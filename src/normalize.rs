//! Event normalization.
//!
//! `normalize` is the only place raw records become canonical events.
//! It is total: every syntactically valid [`RawRecord`] yields at least
//! one [`CanonicalEvent`], one per occurrence, each with its own
//! sequence id. Timestamps leave here as UTC instants at millisecond
//! precision; identities leave here as non-empty strings.

use crate::types::{
    CanonicalEvent, Provenance, RawIdentity, RawRecord, SequenceId, UNKNOWN_IDENTITY,
};

/// Well-known security identifiers the kernel resolves to readable
/// names. Anything else stays verbatim.
const WELL_KNOWN_SIDS: &[(&str, &str)] = &[
    ("S-1-1-0", "Everyone"),
    ("S-1-5-18", r"NT AUTHORITY\SYSTEM"),
    ("S-1-5-19", r"NT AUTHORITY\LOCAL SERVICE"),
    ("S-1-5-20", r"NT AUTHORITY\NETWORK SERVICE"),
    ("S-1-5-32-544", r"BUILTIN\Administrators"),
    ("S-1-5-32-545", r"BUILTIN\Users"),
];

/// Monotonic per-session sequence counter.
///
/// Sequence ids are assigned in adapter-registration order, which is
/// what makes the merge tie-break deterministic across runs.
#[derive(Debug, Default)]
pub struct SequenceCounter {
    next: u64,
}

impl SequenceCounter {
    /// A counter starting at zero.
    pub fn new() -> Self {
        Self::default()
    }

    /// Take the next sequence id.
    pub fn next_id(&mut self) -> SequenceId {
        let id = SequenceId::new(self.next);
        self.next += 1;
        id
    }

    /// Number of ids handed out so far.
    pub fn assigned(&self) -> u64 {
        self.next
    }
}

/// Normalize one raw record into canonical events.
///
/// One event per occurrence; description and details are carried at
/// full fidelity (display truncation is a presentation concern outside
/// this core).
pub fn normalize(
    record: &RawRecord,
    provenance: Provenance,
    counter: &mut SequenceCounter,
) -> Vec<CanonicalEvent> {
    let user = resolve_identity(&record.identity);
    let host = record
        .host
        .as_deref()
        .filter(|h| !h.trim().is_empty())
        .unwrap_or(UNKNOWN_IDENTITY)
        .to_string();

    record
        .occurrences
        .iter()
        .map(|occurrence| CanonicalEvent {
            timestamp: occurrence.at.to_utc(),
            sequence_id: counter.next_id(),
            source: provenance,
            event_kind: occurrence.kind.clone(),
            description: record.summary.clone(),
            details: record.detail.clone(),
            user: user.clone(),
            host: host.clone(),
        })
        .collect()
}

/// Best-effort identity resolution.
///
/// Resolved names pass through; well-known security identifiers map to
/// their readable names; any other token is preserved verbatim rather
/// than dropped. The result is never empty.
pub fn resolve_identity(identity: &RawIdentity) -> String {
    match identity {
        RawIdentity::Named(name) if !name.trim().is_empty() => name.clone(),
        RawIdentity::Named(_) => UNKNOWN_IDENTITY.to_string(),
        RawIdentity::Token(token) => {
            let trimmed = token.trim();
            if trimmed.is_empty() {
                return UNKNOWN_IDENTITY.to_string();
            }
            WELL_KNOWN_SIDS
                .iter()
                .find(|(sid, _)| *sid == trimmed)
                .map(|(_, name)| name.to_string())
                .unwrap_or_else(|| trimmed.to_string())
        }
        RawIdentity::Unknown => UNKNOWN_IDENTITY.to_string(),
    }
}
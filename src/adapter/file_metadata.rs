//! File-system metadata adapter.
//!
//! Decodes file-metadata table records (creation and modification
//! times per file). One provider record expands into a created and a
//! modified occurrence; the normalizer turns those into separate
//! canonical events.

use serde::{Deserialize, Serialize};

use crate::types::{Provenance, RawIdentity, RawOccurrence, RawRecord, RawTimestamp};

use super::{ArtifactAdapter, SourceError, DEFAULT_RECORD_CAP};

/// One file entry from the metadata table provider.
#[derive(Debug, Clone, Serialize, Deserialize)]
pub struct FileMetadataRecord {
    /// Full path of the file.
    pub path: String,
    /// Owning identity, as the platform reports it.
    pub owner: RawIdentity,
    /// Creation time in the artifact's native time base.
    pub created: RawTimestamp,
    /// Last modification time.
    pub modified: RawTimestamp,
    /// File size when recorded.
    pub size: Option<u64>,
}

/// Adapter over a file-metadata query provider.
pub struct FileMetadataAdapter<I> {
    records: I,
    cap: usize,
}

impl<I> FileMetadataAdapter<I> {
    /// Wrap a provider iterator with the default record cap.
    pub fn new(records: I) -> Self {
        Self { records, cap: DEFAULT_RECORD_CAP }
    }

    /// Override the record cap.
    pub fn with_record_cap(mut self, cap: usize) -> Self {
        self.cap = cap;
        self
    }
}

impl<I> ArtifactAdapter for FileMetadataAdapter<I>
where
    I: Iterator<Item = Result<FileMetadataRecord, SourceError>> + Send,
{
    fn provenance(&self) -> Provenance {
        Provenance::FileSystemMetadata
    }

    fn label(&self) -> &str {
        "file-system metadata"
    }

    fn record_cap(&self) -> usize {
        self.cap
    }

    fn next_record(&mut self) -> Result<Option<RawRecord>, SourceError> {
        let Some(entry) = self.records.next() else {
            return Ok(None);
        };
        let entry = entry?;

        let detail = match entry.size {
            Some(size) => format!("File: {} ({size} bytes)", entry.path),
            None => format!("File: {}", entry.path),
        };

        Ok(Some(RawRecord {
            occurrences: vec![
                RawOccurrence { kind: "FileCreated".to_string(), at: entry.created },
                RawOccurrence { kind: "FileModified".to_string(), at: entry.modified },
            ],
            identity: entry.owner,
            host: None,
            summary: entry.path,
            detail,
        }))
    }
}

#[cfg(test)]
mod tests {
    use super::*;

    fn sample() -> FileMetadataRecord {
        FileMetadataRecord {
            path: r"C:\Windows\System32\cmd.exe".to_string(),
            owner: RawIdentity::Named("TrustedInstaller".to_string()),
            created: RawTimestamp::UnixSeconds(1_700_000_000),
            modified: RawTimestamp::UnixSeconds(1_700_000_100),
            size: Some(289_792),
        }
    }

    #[test]
    fn test_expands_to_created_and_modified() {
        let mut adapter = FileMetadataAdapter::new(vec![Ok(sample())].into_iter());
        let record = adapter.next_record().unwrap().unwrap();
        let kinds: Vec<&str> = record.occurrences.iter().map(|o| o.kind.as_str()).collect();
        assert_eq!(kinds, ["FileCreated", "FileModified"]);
        assert!(record.detail.contains("289792 bytes"));
        assert!(adapter.next_record().unwrap().is_none());
    }

    #[test]
    fn test_corrupt_record_passes_through() {
        let items = vec![
            Err(SourceError::CorruptRecord("bad attribute list".to_string())),
            Ok(sample()),
        ];
        let mut adapter = FileMetadataAdapter::new(items.into_iter());
        assert!(matches!(
            adapter.next_record(),
            Err(SourceError::CorruptRecord(_))
        ));
        assert!(adapter.next_record().unwrap().is_some());
    }
}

----------------------------------------

Work out how many lines of the records contain the word "usize". Give that number and nothing more.

3